───── Data supplied

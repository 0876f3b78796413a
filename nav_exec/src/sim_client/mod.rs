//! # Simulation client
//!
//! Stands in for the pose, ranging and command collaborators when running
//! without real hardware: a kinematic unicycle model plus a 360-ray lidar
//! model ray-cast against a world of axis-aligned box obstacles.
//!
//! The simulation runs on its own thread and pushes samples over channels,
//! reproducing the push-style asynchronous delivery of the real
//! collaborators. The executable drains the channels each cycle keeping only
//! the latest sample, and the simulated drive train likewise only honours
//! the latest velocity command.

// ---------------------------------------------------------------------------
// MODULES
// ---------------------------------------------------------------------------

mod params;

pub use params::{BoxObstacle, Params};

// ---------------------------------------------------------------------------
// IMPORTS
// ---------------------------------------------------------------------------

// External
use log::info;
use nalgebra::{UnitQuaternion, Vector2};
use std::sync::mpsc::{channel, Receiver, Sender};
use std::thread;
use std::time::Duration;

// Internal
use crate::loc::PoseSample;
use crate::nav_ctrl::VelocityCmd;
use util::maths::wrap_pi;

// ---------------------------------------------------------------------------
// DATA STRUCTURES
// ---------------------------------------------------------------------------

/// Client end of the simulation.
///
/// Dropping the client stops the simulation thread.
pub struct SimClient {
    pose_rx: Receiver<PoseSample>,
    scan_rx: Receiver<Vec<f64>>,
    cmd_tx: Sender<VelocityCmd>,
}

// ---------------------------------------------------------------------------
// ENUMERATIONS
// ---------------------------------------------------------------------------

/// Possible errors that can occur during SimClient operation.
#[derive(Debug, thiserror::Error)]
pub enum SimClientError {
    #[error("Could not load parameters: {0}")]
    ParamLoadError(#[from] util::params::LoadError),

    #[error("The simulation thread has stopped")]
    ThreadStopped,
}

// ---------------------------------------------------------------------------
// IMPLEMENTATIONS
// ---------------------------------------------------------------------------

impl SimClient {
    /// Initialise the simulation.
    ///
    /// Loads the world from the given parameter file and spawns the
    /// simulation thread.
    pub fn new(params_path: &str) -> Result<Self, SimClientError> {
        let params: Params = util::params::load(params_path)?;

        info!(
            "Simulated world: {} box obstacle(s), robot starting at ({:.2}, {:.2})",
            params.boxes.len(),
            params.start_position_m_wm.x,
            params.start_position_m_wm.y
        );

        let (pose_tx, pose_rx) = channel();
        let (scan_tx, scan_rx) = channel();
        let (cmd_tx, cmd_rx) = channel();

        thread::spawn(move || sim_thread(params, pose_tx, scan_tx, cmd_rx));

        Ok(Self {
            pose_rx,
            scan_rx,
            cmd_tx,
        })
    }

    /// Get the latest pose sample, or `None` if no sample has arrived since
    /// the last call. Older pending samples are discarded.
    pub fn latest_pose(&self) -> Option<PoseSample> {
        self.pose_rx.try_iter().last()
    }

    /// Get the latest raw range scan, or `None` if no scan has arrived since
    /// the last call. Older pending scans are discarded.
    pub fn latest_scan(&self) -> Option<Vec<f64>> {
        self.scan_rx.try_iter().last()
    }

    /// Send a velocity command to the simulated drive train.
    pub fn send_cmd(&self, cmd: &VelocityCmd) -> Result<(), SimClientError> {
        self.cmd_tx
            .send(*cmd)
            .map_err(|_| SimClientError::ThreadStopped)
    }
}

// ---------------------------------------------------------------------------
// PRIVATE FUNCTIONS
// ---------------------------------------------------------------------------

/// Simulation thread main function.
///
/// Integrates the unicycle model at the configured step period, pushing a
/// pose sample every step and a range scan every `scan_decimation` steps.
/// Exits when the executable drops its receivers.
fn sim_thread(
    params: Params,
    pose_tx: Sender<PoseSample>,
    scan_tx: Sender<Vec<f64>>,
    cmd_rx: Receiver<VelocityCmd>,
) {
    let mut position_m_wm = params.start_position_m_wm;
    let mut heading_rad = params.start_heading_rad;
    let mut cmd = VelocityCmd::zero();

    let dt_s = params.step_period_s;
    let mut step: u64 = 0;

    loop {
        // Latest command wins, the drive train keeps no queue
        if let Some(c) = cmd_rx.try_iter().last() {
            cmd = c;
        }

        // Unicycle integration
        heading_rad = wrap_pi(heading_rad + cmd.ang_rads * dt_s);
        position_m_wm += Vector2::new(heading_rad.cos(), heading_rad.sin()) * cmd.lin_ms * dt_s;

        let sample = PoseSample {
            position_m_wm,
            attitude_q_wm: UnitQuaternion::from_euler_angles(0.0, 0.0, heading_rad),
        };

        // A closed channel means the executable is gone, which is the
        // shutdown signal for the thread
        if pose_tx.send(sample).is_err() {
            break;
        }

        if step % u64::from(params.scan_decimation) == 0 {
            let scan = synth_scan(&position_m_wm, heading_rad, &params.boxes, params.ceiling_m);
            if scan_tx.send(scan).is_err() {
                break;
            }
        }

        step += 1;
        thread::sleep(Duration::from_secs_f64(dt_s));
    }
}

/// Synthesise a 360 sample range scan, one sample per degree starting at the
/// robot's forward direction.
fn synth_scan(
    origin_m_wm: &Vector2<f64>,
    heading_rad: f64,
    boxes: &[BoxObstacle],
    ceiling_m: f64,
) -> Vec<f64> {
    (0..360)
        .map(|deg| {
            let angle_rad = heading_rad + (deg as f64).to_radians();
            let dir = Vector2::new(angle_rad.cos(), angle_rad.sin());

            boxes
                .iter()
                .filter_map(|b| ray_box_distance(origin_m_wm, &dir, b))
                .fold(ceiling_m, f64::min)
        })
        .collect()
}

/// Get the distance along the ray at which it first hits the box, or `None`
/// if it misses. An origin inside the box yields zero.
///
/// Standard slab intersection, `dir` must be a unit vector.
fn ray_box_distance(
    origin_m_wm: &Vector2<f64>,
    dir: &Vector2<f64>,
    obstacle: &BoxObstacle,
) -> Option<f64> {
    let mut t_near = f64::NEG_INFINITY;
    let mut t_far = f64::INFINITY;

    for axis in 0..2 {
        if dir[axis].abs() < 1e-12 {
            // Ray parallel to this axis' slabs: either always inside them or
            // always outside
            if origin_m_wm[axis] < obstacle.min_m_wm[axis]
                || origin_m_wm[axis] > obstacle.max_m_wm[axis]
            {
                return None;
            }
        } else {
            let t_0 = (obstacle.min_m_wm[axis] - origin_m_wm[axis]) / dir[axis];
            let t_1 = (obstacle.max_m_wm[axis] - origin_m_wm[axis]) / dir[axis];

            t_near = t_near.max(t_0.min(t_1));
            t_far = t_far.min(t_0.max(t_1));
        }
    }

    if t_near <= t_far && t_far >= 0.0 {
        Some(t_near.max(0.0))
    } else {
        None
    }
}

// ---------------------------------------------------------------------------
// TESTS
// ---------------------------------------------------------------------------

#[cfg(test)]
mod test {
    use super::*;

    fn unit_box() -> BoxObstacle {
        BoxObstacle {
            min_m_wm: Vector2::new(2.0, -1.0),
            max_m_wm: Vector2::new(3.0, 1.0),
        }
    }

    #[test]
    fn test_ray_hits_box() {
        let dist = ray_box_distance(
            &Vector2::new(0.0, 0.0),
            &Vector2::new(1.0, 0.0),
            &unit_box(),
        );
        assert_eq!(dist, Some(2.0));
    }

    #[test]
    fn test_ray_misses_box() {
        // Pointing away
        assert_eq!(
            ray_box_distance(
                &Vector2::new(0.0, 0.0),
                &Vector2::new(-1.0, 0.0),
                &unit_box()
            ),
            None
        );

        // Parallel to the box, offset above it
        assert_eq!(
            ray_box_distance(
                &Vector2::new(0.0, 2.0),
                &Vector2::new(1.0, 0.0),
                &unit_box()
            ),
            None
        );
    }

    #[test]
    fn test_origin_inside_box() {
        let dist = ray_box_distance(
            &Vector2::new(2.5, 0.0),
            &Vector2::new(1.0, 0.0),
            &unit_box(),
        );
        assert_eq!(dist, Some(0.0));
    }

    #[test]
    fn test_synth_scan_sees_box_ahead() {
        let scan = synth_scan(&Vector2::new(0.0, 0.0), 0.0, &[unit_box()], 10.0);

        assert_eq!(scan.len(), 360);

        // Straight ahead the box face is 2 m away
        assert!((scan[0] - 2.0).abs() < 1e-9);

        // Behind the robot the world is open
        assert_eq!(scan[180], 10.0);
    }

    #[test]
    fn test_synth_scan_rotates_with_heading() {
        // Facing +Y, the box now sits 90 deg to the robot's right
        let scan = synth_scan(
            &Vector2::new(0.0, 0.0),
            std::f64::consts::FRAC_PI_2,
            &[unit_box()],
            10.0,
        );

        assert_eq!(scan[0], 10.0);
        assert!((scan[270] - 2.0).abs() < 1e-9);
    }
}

──────────
───── Data supplied

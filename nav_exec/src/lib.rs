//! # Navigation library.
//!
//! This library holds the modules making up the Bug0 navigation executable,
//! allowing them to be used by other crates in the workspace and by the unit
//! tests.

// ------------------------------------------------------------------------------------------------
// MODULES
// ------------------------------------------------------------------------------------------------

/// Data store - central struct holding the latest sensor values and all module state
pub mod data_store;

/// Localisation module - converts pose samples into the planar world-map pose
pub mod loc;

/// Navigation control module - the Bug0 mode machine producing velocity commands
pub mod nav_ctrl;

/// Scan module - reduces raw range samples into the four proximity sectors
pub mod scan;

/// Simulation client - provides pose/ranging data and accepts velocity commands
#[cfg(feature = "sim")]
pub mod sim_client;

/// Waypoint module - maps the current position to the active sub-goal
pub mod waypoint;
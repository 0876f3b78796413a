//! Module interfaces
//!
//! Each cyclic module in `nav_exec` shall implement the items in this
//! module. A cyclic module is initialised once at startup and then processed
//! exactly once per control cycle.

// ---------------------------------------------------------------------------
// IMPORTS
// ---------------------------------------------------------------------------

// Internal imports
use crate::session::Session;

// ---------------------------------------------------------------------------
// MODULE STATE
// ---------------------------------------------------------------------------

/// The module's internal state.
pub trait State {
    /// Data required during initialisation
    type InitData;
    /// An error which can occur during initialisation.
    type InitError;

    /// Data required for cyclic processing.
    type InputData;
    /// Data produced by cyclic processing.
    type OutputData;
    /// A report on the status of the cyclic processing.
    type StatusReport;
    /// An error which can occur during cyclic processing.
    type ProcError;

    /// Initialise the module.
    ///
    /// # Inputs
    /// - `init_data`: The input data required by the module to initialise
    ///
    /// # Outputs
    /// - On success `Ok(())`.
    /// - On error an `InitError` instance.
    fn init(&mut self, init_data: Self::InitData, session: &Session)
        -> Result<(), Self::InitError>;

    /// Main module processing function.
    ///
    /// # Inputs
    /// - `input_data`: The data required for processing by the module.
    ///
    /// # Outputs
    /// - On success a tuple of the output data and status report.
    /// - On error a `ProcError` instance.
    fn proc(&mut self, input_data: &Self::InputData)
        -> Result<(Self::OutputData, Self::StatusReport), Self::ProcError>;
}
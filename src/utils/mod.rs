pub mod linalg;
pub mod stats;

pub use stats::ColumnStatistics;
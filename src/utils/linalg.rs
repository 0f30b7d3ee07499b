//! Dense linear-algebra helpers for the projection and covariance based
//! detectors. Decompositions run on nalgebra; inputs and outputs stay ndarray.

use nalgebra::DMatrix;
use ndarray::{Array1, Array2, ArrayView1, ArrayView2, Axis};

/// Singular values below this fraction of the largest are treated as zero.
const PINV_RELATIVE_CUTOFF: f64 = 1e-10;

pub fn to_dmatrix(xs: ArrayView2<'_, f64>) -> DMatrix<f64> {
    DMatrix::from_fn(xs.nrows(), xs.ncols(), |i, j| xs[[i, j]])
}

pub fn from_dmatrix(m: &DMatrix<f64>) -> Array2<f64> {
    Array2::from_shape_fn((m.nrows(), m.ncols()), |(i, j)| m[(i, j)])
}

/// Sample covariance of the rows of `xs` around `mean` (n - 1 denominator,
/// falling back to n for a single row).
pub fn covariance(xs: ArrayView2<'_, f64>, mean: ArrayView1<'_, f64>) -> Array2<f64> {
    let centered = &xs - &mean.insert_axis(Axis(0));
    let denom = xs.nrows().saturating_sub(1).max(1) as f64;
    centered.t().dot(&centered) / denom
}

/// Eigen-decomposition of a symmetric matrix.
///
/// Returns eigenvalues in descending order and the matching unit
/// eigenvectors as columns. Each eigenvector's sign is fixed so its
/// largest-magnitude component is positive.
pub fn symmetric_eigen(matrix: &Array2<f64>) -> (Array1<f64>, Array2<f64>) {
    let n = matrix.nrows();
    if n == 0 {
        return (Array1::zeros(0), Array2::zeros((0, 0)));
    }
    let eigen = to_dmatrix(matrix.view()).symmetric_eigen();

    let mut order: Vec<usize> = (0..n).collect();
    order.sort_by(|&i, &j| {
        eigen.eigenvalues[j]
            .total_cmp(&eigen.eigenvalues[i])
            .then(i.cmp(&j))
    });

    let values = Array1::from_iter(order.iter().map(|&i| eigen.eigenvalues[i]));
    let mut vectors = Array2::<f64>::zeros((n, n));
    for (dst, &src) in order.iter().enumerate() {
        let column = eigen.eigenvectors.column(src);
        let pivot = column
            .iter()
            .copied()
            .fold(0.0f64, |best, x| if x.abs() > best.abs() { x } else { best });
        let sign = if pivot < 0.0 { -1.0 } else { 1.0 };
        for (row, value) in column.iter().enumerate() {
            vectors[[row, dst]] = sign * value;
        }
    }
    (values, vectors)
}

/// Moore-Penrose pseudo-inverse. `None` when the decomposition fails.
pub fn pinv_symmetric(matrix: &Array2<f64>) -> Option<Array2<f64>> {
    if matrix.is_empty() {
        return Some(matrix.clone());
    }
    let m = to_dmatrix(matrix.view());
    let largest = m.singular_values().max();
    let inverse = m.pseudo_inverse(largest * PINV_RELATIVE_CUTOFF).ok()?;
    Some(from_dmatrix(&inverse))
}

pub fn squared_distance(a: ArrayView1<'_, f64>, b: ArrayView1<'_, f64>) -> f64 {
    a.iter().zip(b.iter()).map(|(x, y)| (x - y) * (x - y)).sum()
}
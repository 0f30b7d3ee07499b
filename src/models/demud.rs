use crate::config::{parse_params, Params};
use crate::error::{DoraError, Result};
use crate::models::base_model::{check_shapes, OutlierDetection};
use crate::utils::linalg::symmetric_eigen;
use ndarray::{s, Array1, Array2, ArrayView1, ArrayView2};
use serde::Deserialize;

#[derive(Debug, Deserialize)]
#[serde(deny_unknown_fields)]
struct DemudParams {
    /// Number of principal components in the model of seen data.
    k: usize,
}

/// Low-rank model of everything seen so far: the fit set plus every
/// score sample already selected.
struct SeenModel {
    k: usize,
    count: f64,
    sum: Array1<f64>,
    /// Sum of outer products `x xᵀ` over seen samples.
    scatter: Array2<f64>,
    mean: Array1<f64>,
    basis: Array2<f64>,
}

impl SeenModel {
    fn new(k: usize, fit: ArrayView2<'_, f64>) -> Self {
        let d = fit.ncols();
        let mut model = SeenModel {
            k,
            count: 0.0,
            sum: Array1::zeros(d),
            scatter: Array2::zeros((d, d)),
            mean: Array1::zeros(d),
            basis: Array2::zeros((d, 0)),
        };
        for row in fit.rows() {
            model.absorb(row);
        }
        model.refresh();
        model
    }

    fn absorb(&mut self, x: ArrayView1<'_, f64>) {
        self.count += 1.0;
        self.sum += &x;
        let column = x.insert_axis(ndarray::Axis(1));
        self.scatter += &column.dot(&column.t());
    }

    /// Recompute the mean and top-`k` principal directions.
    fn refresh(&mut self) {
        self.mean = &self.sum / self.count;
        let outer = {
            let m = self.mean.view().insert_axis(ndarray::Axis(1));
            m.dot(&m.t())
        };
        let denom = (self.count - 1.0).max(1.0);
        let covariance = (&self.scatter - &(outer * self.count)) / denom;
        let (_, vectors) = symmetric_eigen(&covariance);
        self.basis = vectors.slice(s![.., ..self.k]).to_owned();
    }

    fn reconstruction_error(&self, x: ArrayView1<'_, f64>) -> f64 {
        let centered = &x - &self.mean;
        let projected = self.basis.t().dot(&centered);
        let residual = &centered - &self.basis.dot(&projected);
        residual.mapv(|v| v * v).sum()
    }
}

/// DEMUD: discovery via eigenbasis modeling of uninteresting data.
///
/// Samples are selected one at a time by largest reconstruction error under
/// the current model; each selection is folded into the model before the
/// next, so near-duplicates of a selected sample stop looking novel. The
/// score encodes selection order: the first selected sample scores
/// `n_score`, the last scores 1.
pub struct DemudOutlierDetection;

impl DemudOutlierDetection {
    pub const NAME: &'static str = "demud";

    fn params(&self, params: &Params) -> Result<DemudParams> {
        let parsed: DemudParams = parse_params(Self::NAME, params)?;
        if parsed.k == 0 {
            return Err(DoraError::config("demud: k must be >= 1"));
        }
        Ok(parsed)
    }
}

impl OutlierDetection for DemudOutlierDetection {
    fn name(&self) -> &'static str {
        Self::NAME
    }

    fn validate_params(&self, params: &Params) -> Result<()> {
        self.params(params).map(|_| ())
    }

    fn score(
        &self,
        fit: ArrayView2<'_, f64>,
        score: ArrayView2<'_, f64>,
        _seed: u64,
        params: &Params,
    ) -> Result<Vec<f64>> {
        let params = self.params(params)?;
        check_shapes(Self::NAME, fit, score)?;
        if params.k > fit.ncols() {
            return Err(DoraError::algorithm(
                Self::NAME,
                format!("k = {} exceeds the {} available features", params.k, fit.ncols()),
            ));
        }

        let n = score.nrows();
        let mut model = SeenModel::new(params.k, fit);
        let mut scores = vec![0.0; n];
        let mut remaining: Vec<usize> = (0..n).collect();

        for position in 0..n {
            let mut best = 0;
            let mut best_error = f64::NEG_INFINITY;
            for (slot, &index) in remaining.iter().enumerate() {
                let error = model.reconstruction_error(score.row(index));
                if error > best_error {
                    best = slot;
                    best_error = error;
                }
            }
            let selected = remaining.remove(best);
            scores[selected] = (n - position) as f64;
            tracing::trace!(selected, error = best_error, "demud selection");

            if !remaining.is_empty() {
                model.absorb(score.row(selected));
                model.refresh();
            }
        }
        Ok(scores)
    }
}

──────────

Task requirements: Report, from the entries above, each line where "pivot" is found.

Output for this task:
        let pivot = column
        let sign = if pivot < 0.0 { -1.0 } else { 1.0 };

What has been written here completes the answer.